-------- Information supplied

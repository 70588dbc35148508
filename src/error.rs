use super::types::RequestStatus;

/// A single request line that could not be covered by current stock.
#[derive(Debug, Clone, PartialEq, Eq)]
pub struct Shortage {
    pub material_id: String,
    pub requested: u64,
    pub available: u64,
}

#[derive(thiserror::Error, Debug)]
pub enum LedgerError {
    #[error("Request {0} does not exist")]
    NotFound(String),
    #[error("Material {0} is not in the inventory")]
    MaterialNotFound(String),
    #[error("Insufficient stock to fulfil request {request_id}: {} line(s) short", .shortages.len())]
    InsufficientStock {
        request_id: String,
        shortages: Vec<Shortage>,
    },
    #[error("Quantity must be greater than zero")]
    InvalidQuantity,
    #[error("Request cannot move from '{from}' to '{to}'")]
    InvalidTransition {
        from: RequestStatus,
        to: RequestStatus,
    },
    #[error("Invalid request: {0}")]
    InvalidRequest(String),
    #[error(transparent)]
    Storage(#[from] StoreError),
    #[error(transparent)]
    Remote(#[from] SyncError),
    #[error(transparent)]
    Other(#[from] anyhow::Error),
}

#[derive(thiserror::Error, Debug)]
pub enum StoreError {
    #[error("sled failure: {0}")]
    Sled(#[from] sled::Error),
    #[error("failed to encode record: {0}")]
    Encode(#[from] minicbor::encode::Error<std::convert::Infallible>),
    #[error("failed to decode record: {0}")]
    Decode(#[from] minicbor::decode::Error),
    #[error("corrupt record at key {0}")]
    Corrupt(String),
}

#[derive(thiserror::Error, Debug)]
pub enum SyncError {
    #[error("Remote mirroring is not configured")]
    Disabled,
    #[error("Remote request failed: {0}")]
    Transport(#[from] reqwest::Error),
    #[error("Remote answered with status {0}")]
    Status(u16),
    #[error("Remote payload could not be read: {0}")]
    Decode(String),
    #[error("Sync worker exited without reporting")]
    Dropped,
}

----------------
-------- Information supplied

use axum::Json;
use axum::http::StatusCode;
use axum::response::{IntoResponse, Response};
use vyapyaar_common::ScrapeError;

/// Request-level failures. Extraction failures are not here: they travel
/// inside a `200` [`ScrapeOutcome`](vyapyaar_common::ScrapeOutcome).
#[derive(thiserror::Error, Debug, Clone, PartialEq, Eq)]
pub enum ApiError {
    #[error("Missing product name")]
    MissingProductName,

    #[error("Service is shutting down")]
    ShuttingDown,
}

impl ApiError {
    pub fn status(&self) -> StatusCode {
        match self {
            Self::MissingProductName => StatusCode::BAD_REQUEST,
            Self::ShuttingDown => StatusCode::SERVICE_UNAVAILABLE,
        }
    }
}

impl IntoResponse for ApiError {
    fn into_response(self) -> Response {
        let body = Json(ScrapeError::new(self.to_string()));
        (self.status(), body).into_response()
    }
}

----------------

◆ Exercise brief ◆
Find how many lines above include "PartialEq"; reply with the number only.

◆ Answer section ◆
2